◆ RECORDS FOR THE EXERCISE
....................

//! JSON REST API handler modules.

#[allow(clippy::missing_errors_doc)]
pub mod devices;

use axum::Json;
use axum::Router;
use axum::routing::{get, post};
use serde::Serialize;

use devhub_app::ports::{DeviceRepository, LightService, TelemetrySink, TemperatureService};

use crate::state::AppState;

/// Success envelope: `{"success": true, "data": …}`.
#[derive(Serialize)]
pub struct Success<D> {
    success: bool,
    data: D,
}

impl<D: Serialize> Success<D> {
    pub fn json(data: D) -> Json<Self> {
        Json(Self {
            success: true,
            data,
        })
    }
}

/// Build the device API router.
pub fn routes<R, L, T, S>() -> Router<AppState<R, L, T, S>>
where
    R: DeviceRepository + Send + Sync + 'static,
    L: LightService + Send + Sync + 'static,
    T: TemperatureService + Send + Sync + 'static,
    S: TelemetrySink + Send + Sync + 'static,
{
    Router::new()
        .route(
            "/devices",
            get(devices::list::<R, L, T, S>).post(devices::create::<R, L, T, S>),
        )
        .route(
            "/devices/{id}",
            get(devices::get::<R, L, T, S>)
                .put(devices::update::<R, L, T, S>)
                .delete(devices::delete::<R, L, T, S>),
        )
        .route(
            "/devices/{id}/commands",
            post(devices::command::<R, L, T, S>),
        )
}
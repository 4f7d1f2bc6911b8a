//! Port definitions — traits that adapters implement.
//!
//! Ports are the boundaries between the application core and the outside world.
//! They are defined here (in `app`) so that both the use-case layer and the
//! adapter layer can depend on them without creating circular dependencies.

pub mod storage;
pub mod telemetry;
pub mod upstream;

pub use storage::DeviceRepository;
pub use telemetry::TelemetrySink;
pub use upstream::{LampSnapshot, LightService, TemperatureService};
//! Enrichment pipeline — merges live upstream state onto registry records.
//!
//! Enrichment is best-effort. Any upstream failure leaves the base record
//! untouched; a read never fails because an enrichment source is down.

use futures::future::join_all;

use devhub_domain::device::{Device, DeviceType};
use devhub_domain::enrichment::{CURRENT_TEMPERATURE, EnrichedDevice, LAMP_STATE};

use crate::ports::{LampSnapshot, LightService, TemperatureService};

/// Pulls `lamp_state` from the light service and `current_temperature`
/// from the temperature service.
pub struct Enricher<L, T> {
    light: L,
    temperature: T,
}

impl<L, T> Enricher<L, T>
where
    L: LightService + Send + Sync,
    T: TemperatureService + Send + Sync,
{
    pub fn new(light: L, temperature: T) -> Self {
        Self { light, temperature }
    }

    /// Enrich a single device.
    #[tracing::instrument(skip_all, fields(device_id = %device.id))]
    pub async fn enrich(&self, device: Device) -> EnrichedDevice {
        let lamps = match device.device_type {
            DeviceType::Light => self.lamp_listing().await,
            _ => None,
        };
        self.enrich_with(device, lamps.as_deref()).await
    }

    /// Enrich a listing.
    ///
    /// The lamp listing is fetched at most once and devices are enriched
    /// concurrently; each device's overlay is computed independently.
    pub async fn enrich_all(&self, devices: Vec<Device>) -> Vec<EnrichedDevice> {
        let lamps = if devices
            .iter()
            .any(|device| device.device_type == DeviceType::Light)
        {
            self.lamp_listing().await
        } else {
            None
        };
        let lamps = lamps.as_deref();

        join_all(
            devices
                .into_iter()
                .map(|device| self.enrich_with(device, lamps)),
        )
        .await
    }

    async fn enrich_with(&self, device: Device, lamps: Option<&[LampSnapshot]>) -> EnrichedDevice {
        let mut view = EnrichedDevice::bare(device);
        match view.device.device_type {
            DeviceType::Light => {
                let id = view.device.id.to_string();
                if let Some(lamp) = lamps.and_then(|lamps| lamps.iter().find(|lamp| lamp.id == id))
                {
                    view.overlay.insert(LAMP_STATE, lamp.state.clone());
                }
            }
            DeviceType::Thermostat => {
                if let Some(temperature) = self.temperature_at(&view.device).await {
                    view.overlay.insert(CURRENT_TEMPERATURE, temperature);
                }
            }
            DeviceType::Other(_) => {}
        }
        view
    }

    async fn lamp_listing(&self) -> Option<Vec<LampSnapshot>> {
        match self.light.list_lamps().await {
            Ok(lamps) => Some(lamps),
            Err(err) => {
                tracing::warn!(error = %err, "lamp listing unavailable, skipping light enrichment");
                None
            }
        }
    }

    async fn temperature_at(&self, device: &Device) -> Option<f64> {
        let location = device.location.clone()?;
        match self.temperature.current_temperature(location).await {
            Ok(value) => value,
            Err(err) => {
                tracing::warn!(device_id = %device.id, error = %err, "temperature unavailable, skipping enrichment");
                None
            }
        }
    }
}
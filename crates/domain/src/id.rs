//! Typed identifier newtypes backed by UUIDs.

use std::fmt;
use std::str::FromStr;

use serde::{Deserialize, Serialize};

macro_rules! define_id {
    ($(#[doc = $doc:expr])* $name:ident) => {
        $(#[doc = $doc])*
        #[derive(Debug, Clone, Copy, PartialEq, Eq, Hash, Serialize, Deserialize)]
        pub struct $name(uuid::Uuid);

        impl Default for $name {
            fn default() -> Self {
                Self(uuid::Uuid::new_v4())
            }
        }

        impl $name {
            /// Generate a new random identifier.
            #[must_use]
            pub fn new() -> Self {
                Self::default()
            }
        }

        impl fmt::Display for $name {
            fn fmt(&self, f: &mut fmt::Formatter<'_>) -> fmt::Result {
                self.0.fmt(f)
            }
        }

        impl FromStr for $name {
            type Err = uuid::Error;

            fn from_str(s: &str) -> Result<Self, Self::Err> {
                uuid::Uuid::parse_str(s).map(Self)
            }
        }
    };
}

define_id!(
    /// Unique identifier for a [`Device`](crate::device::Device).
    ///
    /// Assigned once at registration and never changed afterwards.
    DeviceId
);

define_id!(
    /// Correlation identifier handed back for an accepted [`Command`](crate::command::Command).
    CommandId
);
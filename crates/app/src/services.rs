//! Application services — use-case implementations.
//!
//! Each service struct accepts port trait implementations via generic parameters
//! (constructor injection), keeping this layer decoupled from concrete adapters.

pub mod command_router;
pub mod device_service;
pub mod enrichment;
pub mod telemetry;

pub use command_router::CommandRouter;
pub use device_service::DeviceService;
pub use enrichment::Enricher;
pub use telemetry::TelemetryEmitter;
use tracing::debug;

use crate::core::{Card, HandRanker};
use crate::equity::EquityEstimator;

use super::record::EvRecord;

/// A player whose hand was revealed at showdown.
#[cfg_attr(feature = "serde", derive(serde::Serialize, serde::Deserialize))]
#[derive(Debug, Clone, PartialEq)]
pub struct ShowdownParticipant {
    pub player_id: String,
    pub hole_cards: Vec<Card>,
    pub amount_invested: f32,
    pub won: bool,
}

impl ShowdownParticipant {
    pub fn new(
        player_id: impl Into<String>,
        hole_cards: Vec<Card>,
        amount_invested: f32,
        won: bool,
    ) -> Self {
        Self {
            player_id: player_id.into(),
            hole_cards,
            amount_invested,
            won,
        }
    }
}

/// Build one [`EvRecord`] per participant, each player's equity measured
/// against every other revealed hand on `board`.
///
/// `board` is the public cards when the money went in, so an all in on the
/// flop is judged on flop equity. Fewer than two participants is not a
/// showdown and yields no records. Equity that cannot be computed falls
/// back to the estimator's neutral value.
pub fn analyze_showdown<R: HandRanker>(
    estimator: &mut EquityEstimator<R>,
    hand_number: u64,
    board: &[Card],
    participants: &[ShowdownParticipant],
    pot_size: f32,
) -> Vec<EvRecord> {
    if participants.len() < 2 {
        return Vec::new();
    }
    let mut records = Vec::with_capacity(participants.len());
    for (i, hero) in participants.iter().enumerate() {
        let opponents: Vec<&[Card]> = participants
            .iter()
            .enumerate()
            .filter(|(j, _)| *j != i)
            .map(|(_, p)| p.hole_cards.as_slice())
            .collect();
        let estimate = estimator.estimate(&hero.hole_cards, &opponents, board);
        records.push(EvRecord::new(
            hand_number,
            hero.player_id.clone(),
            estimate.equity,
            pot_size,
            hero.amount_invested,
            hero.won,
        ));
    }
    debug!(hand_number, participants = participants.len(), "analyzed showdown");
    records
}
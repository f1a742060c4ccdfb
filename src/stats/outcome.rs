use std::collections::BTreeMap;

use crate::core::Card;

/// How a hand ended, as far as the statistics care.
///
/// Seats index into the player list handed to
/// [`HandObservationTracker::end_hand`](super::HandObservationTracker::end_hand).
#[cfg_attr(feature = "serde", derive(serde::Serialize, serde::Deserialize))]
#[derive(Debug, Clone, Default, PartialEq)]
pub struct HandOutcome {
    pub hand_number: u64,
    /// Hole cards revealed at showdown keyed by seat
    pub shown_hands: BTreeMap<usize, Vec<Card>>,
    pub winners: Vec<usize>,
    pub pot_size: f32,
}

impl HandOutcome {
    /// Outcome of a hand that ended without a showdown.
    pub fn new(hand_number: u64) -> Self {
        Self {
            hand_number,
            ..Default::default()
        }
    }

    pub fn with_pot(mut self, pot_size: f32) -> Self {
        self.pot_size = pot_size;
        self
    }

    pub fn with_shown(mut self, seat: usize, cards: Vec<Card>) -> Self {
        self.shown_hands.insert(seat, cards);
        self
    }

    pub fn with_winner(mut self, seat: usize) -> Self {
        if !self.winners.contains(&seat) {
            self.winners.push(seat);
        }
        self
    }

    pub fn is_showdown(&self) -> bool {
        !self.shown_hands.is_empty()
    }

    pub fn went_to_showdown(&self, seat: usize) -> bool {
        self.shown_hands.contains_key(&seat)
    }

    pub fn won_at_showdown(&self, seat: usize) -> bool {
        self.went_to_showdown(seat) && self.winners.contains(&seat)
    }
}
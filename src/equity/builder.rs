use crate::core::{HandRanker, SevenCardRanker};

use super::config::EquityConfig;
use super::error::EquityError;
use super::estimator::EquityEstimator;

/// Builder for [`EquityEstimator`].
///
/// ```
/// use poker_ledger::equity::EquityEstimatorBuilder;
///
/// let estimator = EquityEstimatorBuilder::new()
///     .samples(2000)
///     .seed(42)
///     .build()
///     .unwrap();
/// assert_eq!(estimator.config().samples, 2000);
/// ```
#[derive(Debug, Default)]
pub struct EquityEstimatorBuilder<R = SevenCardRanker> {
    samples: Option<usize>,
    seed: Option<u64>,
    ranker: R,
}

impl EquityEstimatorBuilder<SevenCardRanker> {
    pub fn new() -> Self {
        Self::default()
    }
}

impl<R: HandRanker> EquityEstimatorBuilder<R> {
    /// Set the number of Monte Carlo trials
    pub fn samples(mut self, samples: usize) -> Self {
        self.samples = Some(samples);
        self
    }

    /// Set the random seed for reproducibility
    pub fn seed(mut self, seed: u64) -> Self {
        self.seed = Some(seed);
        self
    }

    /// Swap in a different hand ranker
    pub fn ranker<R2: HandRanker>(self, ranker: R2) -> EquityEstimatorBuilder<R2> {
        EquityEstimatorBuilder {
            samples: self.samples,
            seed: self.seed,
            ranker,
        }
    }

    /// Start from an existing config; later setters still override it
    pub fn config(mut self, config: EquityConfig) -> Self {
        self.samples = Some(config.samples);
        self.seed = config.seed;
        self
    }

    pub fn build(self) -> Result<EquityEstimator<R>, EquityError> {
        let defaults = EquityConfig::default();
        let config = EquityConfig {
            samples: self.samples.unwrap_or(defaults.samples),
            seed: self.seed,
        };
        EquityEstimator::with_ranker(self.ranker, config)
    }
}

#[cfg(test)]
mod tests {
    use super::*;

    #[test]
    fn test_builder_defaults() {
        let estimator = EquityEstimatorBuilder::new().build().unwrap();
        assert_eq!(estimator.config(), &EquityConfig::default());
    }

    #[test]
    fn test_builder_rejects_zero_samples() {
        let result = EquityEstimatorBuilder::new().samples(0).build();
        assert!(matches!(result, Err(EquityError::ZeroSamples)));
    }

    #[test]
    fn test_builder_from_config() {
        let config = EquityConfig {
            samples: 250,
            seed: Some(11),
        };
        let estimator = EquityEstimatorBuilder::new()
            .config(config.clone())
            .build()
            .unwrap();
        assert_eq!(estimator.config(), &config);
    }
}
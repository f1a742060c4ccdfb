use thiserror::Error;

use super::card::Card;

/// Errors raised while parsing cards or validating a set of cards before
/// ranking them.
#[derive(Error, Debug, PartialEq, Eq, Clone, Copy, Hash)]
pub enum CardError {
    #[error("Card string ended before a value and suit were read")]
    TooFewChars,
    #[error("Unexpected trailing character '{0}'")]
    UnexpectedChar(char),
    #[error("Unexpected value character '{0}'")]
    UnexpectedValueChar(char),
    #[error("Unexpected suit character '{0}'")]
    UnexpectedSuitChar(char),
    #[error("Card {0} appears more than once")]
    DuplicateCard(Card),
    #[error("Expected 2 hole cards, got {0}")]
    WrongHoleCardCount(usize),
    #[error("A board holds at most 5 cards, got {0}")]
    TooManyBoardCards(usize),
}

....................

◆ ABOUT THIS EXERCISE
Go through the material above and output exactly the lines from the one containing "be computed falls" through the one containing "pub struct HandOutcome".

◆ WRITTEN REPLY
/// showdown and yields no records. Equity that cannot be computed falls
/// back to the estimator's neutral value.
pub fn analyze_showdown<R: HandRanker>(
    estimator: &mut EquityEstimator<R>,
    hand_number: u64,
    board: &[Card],
    participants: &[ShowdownParticipant],
    pot_size: f32,
) -> Vec<EvRecord> {
    if participants.len() < 2 {
        return Vec::new();
    }
    let mut records = Vec::with_capacity(participants.len());
    for (i, hero) in participants.iter().enumerate() {
        let opponents: Vec<&[Card]> = participants
            .iter()
            .enumerate()
            .filter(|(j, _)| *j != i)
            .map(|(_, p)| p.hole_cards.as_slice())
            .collect();
        let estimate = estimator.estimate(&hero.hole_cards, &opponents, board);
        records.push(EvRecord::new(
            hand_number,
            hero.player_id.clone(),
            estimate.equity,
            pot_size,
            hero.amount_invested,
            hero.won,
        ));
    }
    debug!(hand_number, participants = participants.len(), "analyzed showdown");
    records
}
repository f1a742060c4ccdfb
filename src/stats/outcome.rs
use std::collections::BTreeMap;

use crate::core::Card;

/// How a hand ended, as far as the statistics care.
///
/// Seats index into the player list handed to
/// [`HandObservationTracker::end_hand`](super::HandObservationTracker::end_hand).
#[cfg_attr(feature = "serde", derive(serde::Serialize, serde::Deserialize))]
#[derive(Debug, Clone, Default, PartialEq)]
pub struct HandOutcome {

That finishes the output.